What you will do:
Go through the entries below and pick out every line with "await".

───── Data records

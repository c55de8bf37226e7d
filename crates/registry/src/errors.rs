use thiserror::Error;

#[derive(Debug, Error)]
pub enum RegistryError {
    #[error("instance {0} not found")]
    NotFound(u32),
    #[error("instance limit reached ({0})")]
    LimitReached(usize),
    #[error("invalid instance config: {0}")]
    InvalidConfig(String),
    #[error("launch failed: {0}")]
    LaunchFailed(String),
    #[error("kill failed: {0}")]
    KillFailed(String),
    #[error("instance {0} is being restarted or stopped, try again")]
    Busy(u32),
    #[error("health check failed for instance {0}")]
    HealthCheckFailed(u32),
    #[error("internal error: {0}")]
    Internal(String),
}

pub type RegistryResult<T> = Result<T, RegistryError>;
use std::sync::Arc;

use anyhow::Result;

use super::cdp::{cmd_call, cmd_ensure, cmd_new_page, cmd_send, cmd_targets};
use super::config::cmd_config;
use super::env::CliArgs;
use super::instances::cmd_instances;
use super::serve::cmd_serve;
use super::tasks::cmd_tasks;
use crate::app_context::AppContext;
use crate::cli::commands::Commands;
use crate::config::LoadedConfig;

pub async fn dispatch(cli: &CliArgs, loaded: LoadedConfig) -> Result<()> {
    let output = cli.output;
    let LoadedConfig {
        config,
        path,
        from_file,
    } = loaded;

    if let Commands::Config(args) = &cli.command {
        return cmd_config(args.clone(), &config, &path, from_file, output);
    }
    if let Commands::Instances(args) = &cli.command {
        return cmd_instances(args.clone(), &config, output).await;
    }

    config.validate()?;
    let ctx = Arc::new(AppContext::new(config));
    match cli.command.clone() {
        Commands::Call(args) => cmd_call(args, &ctx, output).await,
        Commands::Send(args) => cmd_send(args, &ctx, output).await,
        Commands::Ensure { relaunch } => cmd_ensure(relaunch, &ctx, output).await,
        Commands::Targets => cmd_targets(&ctx, output).await,
        Commands::NewPage => cmd_new_page(&ctx, output).await,
        Commands::Tasks(args) => cmd_tasks(args, &ctx, output).await,
        Commands::Serve(args) => cmd_serve(args, ctx).await,
        Commands::Config(_) | Commands::Instances(_) => Ok(()),
    }
}
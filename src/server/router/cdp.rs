use axum::{extract::State, routing::post, Json, Router};
use serde::Deserialize;
use serde_json::Value;
use tracing::debug;

use crate::errors::{AppError, AppResult};
use crate::server::ServeState;

#[derive(Debug, Deserialize)]
pub(crate) struct CdpRequest {
    method: String,
    #[serde(default)]
    params: Option<Value>,
    #[serde(default)]
    timeout_ms: i64,
}

pub(crate) fn router() -> Router<ServeState> {
    Router::new().route("/api/cdp", post(call_handler))
}

/// The reply goes back verbatim. A CDP `error` is still a 200: the browser
/// answered. Only transport and correlation failures map to 5xx.
async fn call_handler(
    State(state): State<ServeState>,
    Json(request): Json<CdpRequest>,
) -> AppResult<Json<Value>> {
    if request.method.trim().is_empty() {
        return Err(AppError::BadRequest("method must not be empty".into()));
    }
    debug!(target: "cdpctl-http", method = %request.method, "cdp call");
    let reply = state
        .blocking(move |ctx| {
            ctx.call(&request.method, request.params, request.timeout_ms)
                .map_err(AppError::from)
        })
        .await?;
    Ok(Json(reply.into_value()))
}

──────────

Response:
        return cmd_instances(args.clone(), &config, output).await;
        Commands::Call(args) => cmd_call(args, &ctx, output).await,
        Commands::Send(args) => cmd_send(args, &ctx, output).await,
        Commands::Ensure { relaunch } => cmd_ensure(relaunch, &ctx, output).await,
        Commands::Targets => cmd_targets(&ctx, output).await,
        Commands::NewPage => cmd_new_page(&ctx, output).await,
        Commands::Tasks(args) => cmd_tasks(args, &ctx, output).await,
        Commands::Serve(args) => cmd_serve(args, ctx).await,
        .await?;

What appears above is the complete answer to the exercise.